The inquiry found that the existing system for regulating the quality and safety of services resulted in overlapping functions. This allowed one regulator to assume that another held responsibility to ensure compliance, when that was not necessarily the case.
The inquiry therefore recommended that there should be a single regulator for all Trusts, to deal with corporate governance, financial competence, viability and compliance with patient safety and quality standards.
He also made recommendations on:
- who should hold responsibility for regulating and monitoring compliance with fundamental standards of care
- how information on compliance should be derived, for example from complaints, media coverage, patient safety alerts, quality and risk profiles
- how the sharing of information between regulators should be improved
The inquiry also made a series of recommendations to make the Care Quality Commission (CQC) more effective, like reviewing its processes to incorporate more of a patient perspective in its functions, and by adopting a clearer strategic vision. He also recommended zero tolerance of failures in quality of care.
In response to these recommendations, instead of transferring Monitor’s powers to the CQC, the government is putting in place a series of measures to ensure clearly defined responsibilities for the CQC, Monitor, and the NHS Trust Development Authority. This includes a new single failure regime.
Subject to the passage of new regulations, in 2014 the CQC will have new powers to prosecute a provider for failing to provide fundamental levels of care, without first having to issue a formal warning.

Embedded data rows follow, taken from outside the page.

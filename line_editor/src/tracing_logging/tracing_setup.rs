// Copyright (c) 2024-2025 R3BL LLC. Licensed under Apache License, Version 2.0.

use crate::{DisplayPreference, TracingConfig, WriterConfig,
            tracing_logging::rolling_file_appender_impl};
use tracing_core::LevelFilter;
use tracing_subscriber::{Layer, layer::SubscriberExt, registry::LookupSpan,
                         util::SubscriberInitExt};

/// Avoid gnarly type annotations by using a macro to create the `fmt` layer.
#[macro_export]
macro_rules! create_fmt {
    () => {
        tracing_subscriber::fmt::layer()
            .compact()
            .with_thread_ids(true)
            .with_thread_names(false)
            .with_target(false)
            .with_file(false)
            .with_line_number(false)
    };
}

/// Type alias for a boxed layer.
pub type DynLayer<S> = dyn Layer<S> + Send + Sync + 'static;

/// Install a global subscriber built from `tracing_config`. Does nothing for
/// [`WriterConfig::None`].
///
/// # Errors
///
/// Returns an error if the log file can't be created, or a global subscriber is
/// already set.
pub fn init(tracing_config: TracingConfig) -> miette::Result<()> {
    if let Some(layers) = try_create_layers(tracing_config)? {
        tracing_subscriber::registry()
            .with(layers)
            .try_init()
            .map_err(|err| miette::miette!("{err}"))?;
    }
    Ok(())
}

/// Returns the layers. This does not initialize the tracing system. Don't forget to do
/// this manually, by calling `init` on the returned layers.
///
/// # Errors
///
/// Returns an error if the log file can't be created.
pub fn try_create_layers(
    tracing_config: TracingConfig,
) -> miette::Result<Option<Vec<Box<DynLayer<tracing_subscriber::Registry>>>>> {
    if tracing_config.writer_config == WriterConfig::None {
        return Ok(None);
    }

    let layers = {
        let mut return_it: Vec<Box<DynLayer<tracing_subscriber::Registry>>> = vec![];

        // Set the level filter from the tracing configuration. This is needed if you add
        // more layers which don't have a level filter.
        return_it.push(Box::new(tracing_config.get_level_filter()));

        if let Some(layer) = try_create_display_layer(
            tracing_config.get_level_filter(),
            tracing_config.get_writer_config(),
        )? {
            return_it.push(layer);
        }

        if let Some(layer) = try_create_file_layer(
            tracing_config.get_level_filter(),
            tracing_config.get_writer_config(),
        )? {
            return_it.push(layer);
        }

        return_it
    };

    Ok(Some(layers))
}

/// This erases the concrete type of the writer, and returns a boxed layer.
///
/// # Errors
///
/// Infallible today. The signature matches [`try_create_file_layer`].
pub fn try_create_display_layer<S>(
    level_filter: LevelFilter,
    writer_config: WriterConfig,
) -> miette::Result<Option<Box<DynLayer<S>>>>
where
    S: tracing_core::Subscriber,
    for<'a> S: LookupSpan<'a>,
{
    let fmt_layer = create_fmt!();

    Ok(match writer_config {
        WriterConfig::DisplayAndFile(display_pref, _)
        | WriterConfig::Display(display_pref) => match display_pref {
            DisplayPreference::Stdout => Some(Box::new(
                fmt_layer
                    .with_writer(std::io::stdout)
                    .with_filter(level_filter),
            )),
            DisplayPreference::Stderr => Some(Box::new(
                fmt_layer
                    .with_writer(std::io::stderr)
                    .with_filter(level_filter),
            )),
        },
        WriterConfig::None | WriterConfig::File(_) => None,
    })
}

/// This erases the concrete type of the writer, and returns a boxed layer.
///
/// # Errors
///
/// Returns an error if the log file can't be created.
pub fn try_create_file_layer<S>(
    level_filter: LevelFilter,
    writer_config: WriterConfig,
) -> miette::Result<Option<Box<DynLayer<S>>>>
where
    S: tracing_core::Subscriber,
    for<'a> S: LookupSpan<'a>,
{
    let fmt_layer = create_fmt!();

    Ok(match writer_config {
        WriterConfig::DisplayAndFile(_, tracing_log_file_path_and_prefix)
        | WriterConfig::File(tracing_log_file_path_and_prefix) => {
            let file = rolling_file_appender_impl::try_create(
                tracing_log_file_path_and_prefix.as_str(),
            )?;
            Some(Box::new(
                fmt_layer
                    .with_ansi(false)
                    .with_writer(file)
                    .with_filter(level_filter),
            ))
        }
        WriterConfig::None | WriterConfig::Display(_) => None,
    })
}

#[cfg(test)]
mod tests {
    use super::*;
    use pretty_assertions::assert_eq;

    #[test]
    fn test_try_create_display_layer() {
        let writer_config = WriterConfig::Display(DisplayPreference::Stderr);
        let layer: Option<Box<DynLayer<tracing_subscriber::Registry>>> =
            try_create_display_layer(LevelFilter::DEBUG, writer_config).unwrap();
        assert!(layer.is_some());
    }

    #[test]
    fn test_try_create_file_layer() {
        let dir = tempfile::tempdir().unwrap();
        let file_path = dir.path().join("my_temp_log_file.log");
        let file_path = file_path.to_str().unwrap().to_string();

        let layer: Option<Box<DynLayer<tracing_subscriber::Registry>>> =
            try_create_file_layer(LevelFilter::DEBUG, WriterConfig::File(file_path.clone()))
                .unwrap();

        assert!(layer.is_some());
        assert!(std::path::Path::new(&file_path).exists());
    }

    #[test]
    fn test_try_create_both_layers() {
        let dir = tempfile::tempdir().unwrap();
        let file_path = dir.path().join("my_temp_log_file.log");
        let file_path = file_path.to_str().unwrap().to_string();

        let tracing_config = TracingConfig {
            writer_config: WriterConfig::DisplayAndFile(DisplayPreference::Stdout, file_path),
            level_filter: LevelFilter::DEBUG,
        };

        let layers = try_create_layers(tracing_config).unwrap().unwrap();
        assert_eq!(layers.len(), 3);
    }

    #[test]
    fn no_writer_means_no_layers() {
        let tracing_config = TracingConfig {
            writer_config: WriterConfig::None,
            level_filter: LevelFilter::DEBUG,
        };
        assert!(try_create_layers(tracing_config).unwrap().is_none());
    }
}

The government also plans to legislate on sanctions where individuals or organisations are unequivocally guilty of wilful or reckless neglect or mistreatment of patients. This will help ensure there is ultimate accountability for those guilty of the most extreme types of poor care.
At local and regional levels, Quality Surveillance Groups bring together commissioners, regulators, local Healthwatch representatives and other bodies on a regular basis to share information and intelligence about quality across the system, including the views of patients and the public.
Alongside the better use of information, these measures will bring about more decisive and prompt action on the part of the regulators where they identify the need to intervene in how a provider operates.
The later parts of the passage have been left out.